Esa ocupación judía de un país, se puede medir por un complejo entramado jurídico-legal que le otorga a los judíos en la Argentina no sólo el status de ciudadanos de primera clase (una minoría étnica que está por encima del resto de los ciudadanos): la legislación argentina actual ha asumido — de hecho y de derecho — la naturaleza «diferencial» que los judíos se atribuyen a sí mismos, en tanto «pueblo elegido». Esa ocupación, ya realizada por un grupo étnico que en esencia no es argentino — porque reivindica y privilegia su Ser Judío y, por lo tanto, el principio de la «doble lealtad», que significa lealtad prioritaria al Estado judío –, tiene manifestaciones múltiples, como la existencia comprobada de grupos paramilitares judíos armados que responden directamente ante la Inteligencia del Estado judío.

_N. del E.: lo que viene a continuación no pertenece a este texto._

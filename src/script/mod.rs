//! The script engine: values, variables, expressions, statements and
//! functions.
//!
//! Scripts arrive already parsed, as [`Statement`] trees. Execution runs
//! against a [`crate::session::ExecContext`].

pub mod builtins;
mod error;
pub mod expr;
pub mod function;
pub mod statement;
mod value;
mod variables;

pub use builtins::Builtin;
pub use error::{ArityError, Diagnostic, Diagnostics, EvalError, ExecError};
pub use expr::{BinaryOp, Expr, OptionAccess, UnaryOp};
pub use function::{
    CallSite, DefinedFunction, FunctionDeclaration, FunctionFlag, FunctionRegistry, FunctionScope,
    call_function, define_function,
};
pub use statement::{ExecutionPolicy, ExecutionResult, Statement, execute_block, run_body};
pub use value::{DictRef, ListRef, Value, json_to_value};
pub use variables::{CallFrame, Locals, Scope, Variable, VariableStore};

Recordemos, p.e., el atentado contra un diplomático iraní en 1996. Este fue baleado a plena luz del día en una de las avenidas más transitadas de Buenos Aires y salvó milagrosamente su vida. Para la Policía argentina se trató de un mero hecho delictivo. No existieron explicaciones diplomáticas por parte argentina. A partir de ese hecho, que se vino a sumar a una larga cadena de acusaciones y agresiones de todo tipo, Irán endurece el diálogo con la Argentina. Dos años después, en un acto judío realizado en Buenos Aires, un periodista de un diario («La Nación»), que no puede ser definido, obviamente, como «antisemita» informa: «Más de 200 policías garantizaron la seguridad del acto… Estuvieron apoyados por perros entrenados de la Brigada de Explosivos, que husmeaban entre los bolsos de invitados y reporteros gráficos. A estos efectivos se sumaron otros jóvenes de civil y malos modos que se decían afectados a la seguridad del acto. Algunos de ellos, que no hablaban en español, se encargaban de identificar a los periodistas y dificultaban su desplazamiento entre el público» (Fuente: La Nación del 18 de julio de 1998). Esos jóvenes llegados de Israel, que ni siquiera se toman el trabajo de aprender el idioma del país (lo que nos demuestra hasta qué punto ha llegado la ocupación judía de la Argentina, ya que ni siquiera practican las reglas básicas del ocultamiento) son un calco psicológico de Ygal Amir, asesino del general Rabin. En Buenos Aires y otras ciudades de Argentina se ocultan en las escuelas rabínico-militares administradas por los grupos fundamentalistas judíos. Son ellos la verdadera «conexión local» del terrorismo fundamentalista judío.